Iowa Martins in Albania

Tuesday, August 28, 2012

trip to Albania August 2012

August 16  storms in Chicago.  Standby for alternate flight leaving 30 minutes B4 our scheduled flight.  Good thing.
We successfully got seats on the earlier flight.  Good thing.
Flight actually leaves 10 minutes AFTER our scheduled flight was supposed to leave.  Bad thing.
During the wait on the tarmac, I hear the person behind me talking on her phone.  She is going to Philadelphia at exactly the same time we are supposed to leave for DC.
They tell her that since the problem is the weather, her flight to Philly will probably be delayed by some minutes and she should be fine.  Good thing.
We arrive in Chicago 3 minutes before our flight to DC is scheduled to leave.  We find a monitor that shows departures.  Our flight is not boarding…it is closed, meaning that boarding is finished and it is ready to take off.  Bad thing.
We find the line for United. The line is 2 hours long—weaving back and forth  around the ‘tension barriers’—cloth bands that direct line members to be nice.
We accept seats on a flight in the early evening that gets us to Munich 15 minutes AFTER the only flight from Munich to Tirana leaves.
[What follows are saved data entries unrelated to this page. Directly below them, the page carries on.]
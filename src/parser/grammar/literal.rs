//! Token-level parsers for the expression grammar

use crate::lexer::Token;
use crate::parser::combinators::{Parser, satisfy};
use crate::parser::state::TokenStream;

pub type TokenParser<T> = Parser<TokenStream, T>;

/// Parse one token of the given kind
pub fn token(kind: &'static str) -> TokenParser<Token> {
    satisfy(move |token: &Token| token.is(kind))
}

/// Parse one of the listed operators
pub fn operator(operators: &'static [&'static str]) -> TokenParser<Token> {
    satisfy(move |token: &Token| {
        token.is("operator") && operators.contains(&token.text.as_str())
    })
}

pub fn identifier() -> TokenParser<Token> {
    token("identifier")
}

/// Parse a number literal into its value
pub fn number() -> TokenParser<f64> {
    token("number").bind(|token| match token.text.parse::<f64>() {
        Ok(value) => Parser::pure(value),
        Err(_) => Parser::fail(),
    })
}

pub fn lparen() -> TokenParser<Token> {
    token("lparen")
}

pub fn rparen() -> TokenParser<Token> {
    token("rparen")
}

pub fn comma() -> TokenParser<Token> {
    token("comma")
}
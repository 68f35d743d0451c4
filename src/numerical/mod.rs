//! # Numerical Analysis
//!
//! Root finding as lazy sequences of approximations. Each method is an
//! [`Iterator`] of successively better guesses; [`limit`] consumes one until
//! two consecutive guesses are close enough.
//!
//! ```
//! use typemaths::numerical::{NewtonRaphson, limit};
//!
//! let root = limit(1e-6, NewtonRaphson::new(f64::ln, |x| 1.0 / x, 2.0));
//! assert!((root.unwrap() - 1.0).abs() < 1e-9);
//! ```

use log::{debug, trace};

/// One Newton–Raphson step: `x ↦ x - f(x) / f'(x)`.
pub fn newton_raphson<F, D>(f: F, df: D) -> impl Fn(f64) -> f64
where
    F: Fn(f64) -> f64,
    D: Fn(f64) -> f64,
{
    move |x| x - f(x) / df(x)
}

/// Newton–Raphson iteration, starting with `x0` itself.
pub struct NewtonRaphson<F, D> {
    f: F,
    df: D,
    next: f64,
}

impl<F, D> NewtonRaphson<F, D>
where
    F: Fn(f64) -> f64,
    D: Fn(f64) -> f64,
{
    pub fn new(f: F, df: D, x0: f64) -> Self {
        Self { f, df, next: x0 }
    }
}

impl<F, D> Iterator for NewtonRaphson<F, D>
where
    F: Fn(f64) -> f64,
    D: Fn(f64) -> f64,
{
    type Item = f64;

    fn next(&mut self) -> Option<f64> {
        let x = self.next;
        self.next = x - (self.f)(x) / (self.df)(x);
        Some(x)
    }
}

/// Secant iteration from the two starting points `x0` and `x1`.
///
/// Yields `x1, x2, …` and ends when the secant through the last two points
/// is flat.
pub struct Secant<F> {
    f: F,
    previous: f64,
    current: Option<f64>,
}

impl<F: Fn(f64) -> f64> Secant<F> {
    pub fn new(f: F, x0: f64, x1: f64) -> Self {
        Self {
            f,
            previous: x0,
            current: Some(x1),
        }
    }
}

impl<F: Fn(f64) -> f64> Iterator for Secant<F> {
    type Item = f64;

    fn next(&mut self) -> Option<f64> {
        let x1 = self.current?;
        let x0 = self.previous;
        let (y0, y1) = ((self.f)(x0), (self.f)(x1));

        self.current = if y1 == y0 {
            None
        } else {
            Some(x1 - y1 * (x1 - x0) / (y1 - y0))
        };
        self.previous = x1;
        Some(x1)
    }
}

/// Bisection of `[a, b]`, yielding the midpoint of each interval.
///
/// The half whose endpoints still bracket a sign change is kept.
pub struct Bisection<F> {
    f: F,
    a: f64,
    b: f64,
}

impl<F: Fn(f64) -> f64> Bisection<F> {
    pub fn new(f: F, a: f64, b: f64) -> Self {
        Self { f, a, b }
    }
}

impl<F: Fn(f64) -> f64> Iterator for Bisection<F> {
    type Item = f64;

    fn next(&mut self) -> Option<f64> {
        let mid = (self.a + self.b) / 2.0;
        if (self.f)(self.a) * (self.f)(mid) <= 0.0 {
            self.b = mid;
        } else {
            self.a = mid;
        }
        Some(mid)
    }
}

/// The first element within `epsilon` of its predecessor.
///
/// Returns `None` if the sequence ends before that happens, or once the
/// distance between two guesses is NaN (the iteration has diverged).
pub fn limit(epsilon: f64, approximations: impl IntoIterator<Item = f64>) -> Option<f64> {
    let mut approximations = approximations.into_iter();
    let mut previous = approximations.next()?;

    for (step, current) in approximations.enumerate() {
        trace!("step {step}: {current}");
        let distance = (current - previous).abs();
        if distance.is_nan() {
            debug!("diverged after {step} step(s)");
            return None;
        }
        if distance <= epsilon {
            return Some(current);
        }
        previous = current;
    }
    None
}
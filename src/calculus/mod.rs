//! # Calculus
//!
//! Differential calculus over symbolic real functions.

pub mod differential;

pub use differential::{
    Differentiation, Function, add, constant, cos, div, exp, identity, ln, log, mul, pow, read,
    sin, sub,
};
Bad thing…but necessary.
I want to find a way to get to Tirana.  I know there should be a flight from Munich to Vienna and then to Tirana later in the day.  United tells us that we must talk to Lufthansa since it is their flight in Europe.
Lufthansa tell us that we must talk to United since they brought us into Chicago late.  We grudgingly plan to take the flight to Munich at 6:50 and go eat lunch.  An expensive thing.
On the flight over, we each have individual movie screens.  I think that the boys would like “Men in Black.”  Each of us begins the movie on our personal screens at nearly the same time.  After the first scene, Maxim says, “I don’t think this is appropriate for us.  There are guns and explosions.”  A wise kid.

We switch to “Mrs. Doubtfire.”  Maxim likes it, Oskar gets tired of it.  At any rate, after the movie, I convince them to take a nap.  Wonderful!
I have been counting on the several hours on the plane to read some of my textbooks for the class in Moscow.  When everyone is sleeping, the lights are turned off so I plan to use my personal reading light.  Mine doesn’t work; the boys’ lamps don’t work.  The flight attendant says, “Oh, well.”  Bad thing.
I am able to shack up in the restroom for 30 minutes and read.  Good thing?  The boys sleep all the rest of the way—probably 5 hours.  When they flight staff brings morning sandwiches, the boys are awake and happy.  Good thing.

After getting to Munich, we find the line for people who have Lufthansa ticket issues.  The line is only 30 minutes long and we can take a number so we can sit down in the comfortable couches instead of standing like sheep going to slaughter.
I find out that, as I suspected, there is a flight from Munich to Vienna to Tirana leaving in the evening.  We are given three seats on these flights.  Good thing.
My message to a friend in Tirana asking him to call Porto Palermo to tell them that we will not be coming is not delivered, or is ignored.  Bad thing.
We have nearly 8 hours before our flight.  We trundle around the airport finding a place to store some bags, a place to buy food, and a place to buy train tickets into town.  Eventually find success in all three ventures.  We spend a lovely day in Munich visiting a toy museum, climbing a clock tower, eating ice cream, and noticing that every fifth person has a dog on a leash.  I am even able to take a nap on the ground in a park.  We took the train from the center part of the way back to airport, thinking that we might find a park or someplace with a play structure. We didn’t, but we DID find a Bernese Mountain Dog –my favorite breed of dog; they remind me of a Snickers bar.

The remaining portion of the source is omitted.